Travis reached over and put his hand on the pad.

“Sorry, Maggie, I'm just tired of reliving, retelling, remembering, re-everything.”

I nodded. “Can't help if I don't know,” I said.

“Okay, so…first, it wasn't exactly a moment. It was more a whole string of moments. Right from the start, we'd talk while I was driving her around.”

“About?”

“Hell, everything. She'd give me the gossip on all those skinny, rich broads she hung out with at charity events. Books, movies, restaurants, the Minnesota Twins…”

“Twins? Baseball? She was a baseball fan?”

“I don't know how much of a fan she was, but much of her family was originally from the Midwest. Her grandparents had taken her to watch the Twins play the As when she was a kid, on trips back to Minnesota and when the Twins came to play Oakland.”

“Not her parents?”

Travis looked away. “I don't know; she didn't talk much about them. Just her grandparents. Her grandmother called her Amazing Gracie, which was pretty strange, because…” he stopped.

“Because…”

“Because the night our relationship went to a different place is the night I realized other people called her Amazing Gracie.”

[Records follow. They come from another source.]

//! Flow extraction: which jobs, events, notifications, models, services,
//! facades and other classes a component's methods reach.

use super::index::ClassIndex;
use super::kinds::ServiceKind;
use super::models::FlowDetails;
use super::ClassKind;
use crate::parser::{short_name, CallKind, PhpClass, PhpMethod, PhpValue};
use std::collections::BTreeMap;

const FACADES: &[&str] = &[
    "App", "Artisan", "Auth", "Blade", "Broadcast", "Bus", "Cache", "Config", "Cookie", "Crypt",
    "DB", "Event", "File", "Gate", "Hash", "Http", "Lang", "Log", "Mail", "Notification",
    "Password", "Queue", "RateLimiter", "Redirect", "Redis", "Request", "Response", "Route",
    "Schema", "Session", "Storage", "URL", "Validator", "View",
];

const DISPATCH_METHODS: &[&str] = &[
    "dispatch",
    "dispatchSync",
    "dispatchNow",
    "dispatchIf",
    "dispatchUnless",
    "dispatchAfterResponse",
];

#[derive(Debug, Clone, Copy, PartialEq, Eq)]
enum Category {
    Job,
    Event,
    Notification,
    Model,
    Service,
    Facade,
    Class,
}

fn namespace_of(fqcn: &str) -> Option<&str> {
    fqcn.rsplit_once('\\').map(|(ns, _)| ns)
}

/// `*Service` names, indexed classes the services mapper accepts, and
/// `Services` classes imported from another namespace. A bare name that only
/// resolves into the caller's own namespace is not a service.
fn is_service(fqcn: &str, from: &PhpClass, index: &ClassIndex) -> bool {
    if short_name(fqcn).ends_with("Service") {
        return true;
    }
    if let Some(class) = index.get(fqcn) {
        return ServiceKind.qualifies(class, index);
    }
    fqcn.contains("\\Services\\") && namespace_of(fqcn) != from.namespace.as_deref()
}

/// Categorize a class referenced from `from` by its conventional location
fn category_of(fqcn: &str, from: &PhpClass, index: &ClassIndex) -> Option<Category> {
    let short = short_name(fqcn);
    if fqcn.starts_with("Illuminate\\Support\\Facades\\")
        || (!fqcn.contains('\\') && FACADES.contains(&short))
    {
        return Some(Category::Facade);
    }
    if fqcn.contains("\\Models\\")
        || index
            .get(fqcn)
            .map(|c| index.extends_any(c, &["Model", "Authenticatable", "Pivot"]))
            .unwrap_or(false)
    {
        return Some(Category::Model);
    }
    if fqcn.contains("\\Jobs\\") {
        return Some(Category::Job);
    }
    if fqcn.contains("\\Events\\") {
        return Some(Category::Event);
    }
    if fqcn.contains("\\Notifications\\") {
        return Some(Category::Notification);
    }
    if is_service(fqcn, from, index) {
        return Some(Category::Service);
    }
    None
}

/// Collects categorized references; explicit call-site evidence
/// (`dispatch`, `event`, `notify`) wins over location-based guesses.
#[derive(Default)]
struct FlowCollector {
    seen: BTreeMap<String, Category>,
}

impl FlowCollector {
    fn explicit(&mut self, fqcn: &str, category: Category) {
        self.seen.insert(short_name(fqcn).to_string(), category);
    }

    fn inferred(&mut self, fqcn: &str, category: Category) {
        self.seen
            .entry(short_name(fqcn).to_string())
            .or_insert(category);
    }

    fn finish(self) -> FlowDetails {
        let mut flow = FlowDetails::default();
        for (name, category) in self.seen {
            let bucket = match category {
                Category::Job => &mut flow.jobs,
                Category::Event => &mut flow.events,
                Category::Notification => &mut flow.notifications,
                Category::Model => &mut flow.models,
                Category::Service => &mut flow.services,
                Category::Facade => &mut flow.facades,
                Category::Class => &mut flow.classes,
            };
            bucket.push(name);
        }
        flow
    }
}

fn first_new(args: &[PhpValue]) -> Option<&str> {
    args.iter().find_map(|a| match a {
        PhpValue::New(class) => Some(class.as_str()),
        _ => None,
    })
}

/// Extract the flow of every method of a class
pub fn extract_flow(class: &PhpClass, index: &ClassIndex) -> FlowDetails {
    extract_flow_from(class, class.methods.iter(), index)
}

/// Extract the flow of a subset of a class's methods
pub fn extract_flow_from<'a>(
    class: &PhpClass,
    methods: impl Iterator<Item = &'a PhpMethod>,
    index: &ClassIndex,
) -> FlowDetails {
    let mut collector = FlowCollector::default();
    let is_self = |target: &str| target == class.fqcn || Some(target) == class.extends.as_deref();

    for method in methods {
        for call in &method.calls {
            match call.kind {
                CallKind::Function => match call.name.as_str() {
                    "dispatch" | "dispatch_sync" | "dispatch_now" => {
                        if let Some(job) = first_new(&call.args) {
                            let category = match category_of(job, class, index) {
                                Some(Category::Event) => Category::Event,
                                _ => Category::Job,
                            };
                            collector.explicit(job, category);
                        }
                    }
                    "event" | "broadcast" => {
                        if let Some(event) = first_new(&call.args) {
                            collector.explicit(event, Category::Event);
                        }
                    }
                    _ => {}
                },
                CallKind::Static => {
                    let Some(target) = call.target.as_deref() else {
                        continue;
                    };
                    if is_self(target) {
                        continue;
                    }
                    let category = category_of(target, class, index);
                    match (category, call.name.as_str()) {
                        (Some(Category::Facade), "send" | "sendNow")
                            if short_name(target) == "Notification" =>
                        {
                            if let Some(n) = first_new(&call.args) {
                                collector.explicit(n, Category::Notification);
                            }
                        }
                        (Some(Category::Facade), "dispatch") => {
                            if let Some(inner) = first_new(&call.args) {
                                let inner_category = if short_name(target) == "Event" {
                                    Category::Event
                                } else {
                                    Category::Job
                                };
                                collector.explicit(inner, inner_category);
                            }
                        }
                        (Some(Category::Event), name) if DISPATCH_METHODS.contains(&name) => {
                            collector.explicit(target, Category::Event);
                        }
                        (None | Some(Category::Job), name) if DISPATCH_METHODS.contains(&name) => {
                            collector.explicit(target, Category::Job);
                        }
                        _ => {}
                    }
                    collector.inferred(target, category.unwrap_or(Category::Class));
                }
                CallKind::Method => match call.name.as_str() {
                    "notify" | "notifyNow" => {
                        if let Some(n) = first_new(&call.args) {
                            collector.explicit(n, Category::Notification);
                        }
                    }
                    "dispatch" => {
                        if let Some(job) = first_new(&call.args) {
                            collector.explicit(job, Category::Job);
                        }
                    }
                    _ => {}
                },
                CallKind::New => {
                    let Some(target) = call.target.as_deref() else {
                        continue;
                    };
                    if is_self(target) {
                        continue;
                    }
                    collector.inferred(target, category_of(target, class, index).unwrap_or(Category::Class));
                }
            }
        }
    }

    collector.finish()
}

#[cfg(test)]
mod tests {
    use super::*;
    use crate::parser::PhpParser;
    use std::path::Path;

    fn parse(content: &str) -> PhpClass {
        let mut parser = PhpParser::new().unwrap();
        let parsed = parser.parse_file(Path::new("X.php"), content).unwrap();
        parsed.classes.into_iter().next().unwrap()
    }

    #[test]
    fn test_flow_categories() {
        let class = parse(
            r#"<?php
namespace App\Services;

use App\Events\PostPublished;
use App\Jobs\SendNewsletter;
use App\Models\Post;
use App\Notifications\PostApproved;
use Illuminate\Support\Facades\Cache;
use Illuminate\Support\Facades\Log;

class PublishingService
{
    public function publish(Post $post)
    {
        $post = Post::findOrFail($post->id);
        Cache::forget('posts');
        Log::info('published');
        SendNewsletter::dispatch($post);
        event(new PostPublished($post));
        $post->author->notify(new PostApproved($post));
        $slugger = new Slugger();
    }
}
"#,
        );
        let flow = extract_flow(&class, &ClassIndex::default());

        assert_eq!(flow.models, vec!["Post"]);
        assert_eq!(flow.facades, vec!["Cache", "Log"]);
        assert_eq!(flow.jobs, vec!["SendNewsletter"]);
        assert_eq!(flow.events, vec!["PostPublished"]);
        assert_eq!(flow.notifications, vec!["PostApproved"]);
        assert_eq!(flow.classes, vec!["Slugger"]);
        assert!(flow.services.is_empty());
    }

    #[test]
    fn test_services_by_import_index_or_suffix() {
        let class = parse(
            r#"<?php
namespace App\Http\Controllers;

use App\Services\Billing\Gateway;

class CheckoutController
{
    public function store()
    {
        Gateway::charge();
        $mailer = new NewsletterService();
        $helper = new Formatter();
    }
}
"#,
        );
        let flow = extract_flow(&class, &ClassIndex::default());
        assert_eq!(flow.services, vec!["Gateway", "NewsletterService"]);
        assert_eq!(flow.classes, vec!["Formatter"]);

        // same-namespace reference that the index knows to be a service
        let caller = parse(
            r#"<?php
namespace App\Services;

class ReportService
{
    public function build()
    {
        return (new Exporter())->run();
    }
}
"#,
        );
        let exporter = parse("<?php\nnamespace App\\Services;\n\nclass Exporter {}\n");
        let index = ClassIndex::from_classes(vec![exporter]);
        let flow = extract_flow(&caller, &index);
        assert_eq!(flow.services, vec!["Exporter"]);
        assert!(flow.classes.is_empty());
    }

    #[test]
    fn test_dispatch_helper_marks_job_even_outside_jobs_namespace() {
        let class = parse(
            r#"<?php
class Scheduler
{
    public function run()
    {
        dispatch(new RebuildIndex());
    }
}
"#,
        );
        let flow = extract_flow(&class, &ClassIndex::default());
        assert_eq!(flow.jobs, vec!["RebuildIndex"]);
        assert!(flow.classes.is_empty());
    }
}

“Other people? Like her friends?” I pushed.

“Not exactly.”

“Travis,” I said, “I've got limited time here, as you know. So, before they ring the bell and send us all home, I'd like to make some progress. Can you just talk to me, so I don't have to wring every last syllable out of you?”

“Christ, Maggie,” he said, “wait 'til those kids of yours are teenagers. You're going to have to polish up your interrogation techniques.”

“Good to know,” I said. “So,
what
other people called her Amazing Gracie?”

“The people at the Crimson.”

I flipped through the file lying in front of me, the summary of notes Travis's habeas attorney had given me.

“Crimson? The club on Tehama?”

All around the city, private clubs had made a resurgence. But instead of the chlorine-smelling, faux-bath environments that had flourished in the pre-AIDS days, these were primarily straight, elegant and likely to attract the moneyed and restless. I knew about them, first from one of Michael's more adventuresome partners, and then the newspaper started covering them as a trend—which probably meant they would be so-six-weeks-ago very soon.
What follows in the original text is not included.